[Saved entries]
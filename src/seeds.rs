//! Seed management for world generation
//!
//! Provides separate seeds for each noise layer plus per-tile seeds, all
//! derived from one 32-bit master seed with integer mixing only. Nothing here
//! depends on `std`'s hasher, whose output is not guaranteed across releases.

use crate::hex::AxialCoord;

const FNV_OFFSET: u32 = 0x811C_9DC5;
const FNV_PRIME: u32 = 0x0100_0193;

/// Seeds for all world generation layers.
///
/// Each layer gets its own seed, derived from the master seed by default.
/// Individual seeds can be overridden for experimentation.
#[derive(Clone, Copy, Debug, PartialEq, Eq)]
pub struct WorldSeeds {
    /// Master seed (also drives per-tile seeds)
    pub master: u32,
    /// Continental shape and macro elevation
    pub macro_terrain: u32,
    /// Plate boundary bands
    pub plates: u32,
    /// Medium-frequency detail noise
    pub detail: u32,
    /// Ridge noise
    pub ridges: u32,
}

impl WorldSeeds {
    /// Create seeds from a master seed, deriving all layer seeds deterministically.
    pub fn from_master(master: u32) -> Self {
        Self {
            master,
            macro_terrain: derive_seed(master, "macro_terrain"),
            plates: derive_seed(master, "plates"),
            detail: derive_seed(master, "detail"),
            ridges: derive_seed(master, "ridges"),
        }
    }

    /// Seeds from a text seed such as `"seed-test"`.
    pub fn from_text(text: &str) -> Self {
        Self::from_master(hash_str(text))
    }

    /// Seeds from a 64-bit integer (folded to 32 bits).
    pub fn from_u64(seed: u64) -> Self {
        Self::from_master(fmix32((seed as u32) ^ fmix32((seed >> 32) as u32)))
    }

    /// Create a builder for customizing individual seeds
    pub fn builder(master: u32) -> WorldSeedsBuilder {
        WorldSeedsBuilder::new(master)
    }

    /// Seed of the RNG stream owned by one tile.
    pub fn tile_seed(&self, coord: AxialCoord) -> u32 {
        let mut h = self.master ^ 0x9E37_79B9;
        h = fmix32(h ^ (coord.q as u32).wrapping_mul(0x85EB_CA6B));
        h = fmix32(h ^ (coord.r as u32).wrapping_mul(0xC2B2_AE35));
        h
    }
}

/// Builder for customizing individual seeds while deriving others from master
pub struct WorldSeedsBuilder {
    seeds: WorldSeeds,
}

impl WorldSeedsBuilder {
    pub fn new(master: u32) -> Self {
        Self {
            seeds: WorldSeeds::from_master(master),
        }
    }

    pub fn macro_terrain(mut self, seed: u32) -> Self {
        self.seeds.macro_terrain = seed;
        self
    }

    pub fn plates(mut self, seed: u32) -> Self {
        self.seeds.plates = seed;
        self
    }

    pub fn detail(mut self, seed: u32) -> Self {
        self.seeds.detail = seed;
        self
    }

    pub fn ridges(mut self, seed: u32) -> Self {
        self.seeds.ridges = seed;
        self
    }

    pub fn build(self) -> WorldSeeds {
        self.seeds
    }
}

/// Stable 32-bit hash of a string (FNV-1a with a murmur finalizer).
pub fn hash_str(text: &str) -> u32 {
    let mut h = FNV_OFFSET;
    for byte in text.bytes() {
        h ^= byte as u32;
        h = h.wrapping_mul(FNV_PRIME);
    }
    fmix32(h)
}

/// Derive a layer seed from the master seed and a layer name.
fn derive_seed(master: u32, system: &str) -> u32 {
    fmix32(master ^ hash_str(system).rotate_left(13))
}

/// Murmur3 finalizer.
fn fmix32(mut h: u32) -> u32 {
    h ^= h >> 16;
    h = h.wrapping_mul(0x85EB_CA6B);
    h ^= h >> 13;
    h = h.wrapping_mul(0xC2B2_AE35);
    h ^= h >> 16;
    h
}

impl std::fmt::Display for WorldSeeds {
    fn fmt(&self, f: &mut std::fmt::Formatter<'_>) -> std::fmt::Result {
        write!(
            f,
            "WorldSeeds {{ master: {}, macro_terrain: {}, plates: {}, detail: {}, ridges: {} }}",
            self.master, self.macro_terrain, self.plates, self.detail, self.ridges,
        )
    }
}

#[cfg(test)]
mod tests {
    use super::*;

    #[test]
    fn test_deterministic_derivation() {
        let seeds1 = WorldSeeds::from_master(12345);
        let seeds2 = WorldSeeds::from_master(12345);
        assert_eq!(seeds1, seeds2);
        assert_eq!(WorldSeeds::from_text("seed-test"), WorldSeeds::from_text("seed-test"));
    }

    #[test]
    fn test_different_layers_get_different_seeds() {
        let seeds = WorldSeeds::from_master(12345);
        assert_ne!(seeds.macro_terrain, seeds.plates);
        assert_ne!(seeds.plates, seeds.detail);
        assert_ne!(seeds.detail, seeds.ridges);
    }

    #[test]
    fn test_hash_str_is_stable() {
        // FNV-1a of the empty string is the offset basis
        assert_eq!(hash_str(""), fmix32(FNV_OFFSET));
        assert_ne!(hash_str("seed-a"), hash_str("seed-b"));
    }

    #[test]
    fn test_tile_seeds_vary_by_coordinate() {
        let seeds = WorldSeeds::from_text("tiles");
        let a = seeds.tile_seed(AxialCoord::new(1, 2));
        let b = seeds.tile_seed(AxialCoord::new(2, 1));
        let c = seeds.tile_seed(AxialCoord::new(1, 2));
        assert_ne!(a, b);
        assert_eq!(a, c);
    }

    #[test]
    fn test_builder_override() {
        let seeds = WorldSeeds::builder(12345).detail(99999).build();
        assert_eq!(seeds.detail, 99999);

        let default_seeds = WorldSeeds::from_master(12345);
        assert_eq!(seeds.macro_terrain, default_seeds.macro_terrain);
        assert_eq!(seeds.ridges, default_seeds.ridges);
    }
}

● **Work to complete**
Count, and answer with the number only: how many lines of the data include the string "WorldSeedsBuilder"?

● **Expected output**
4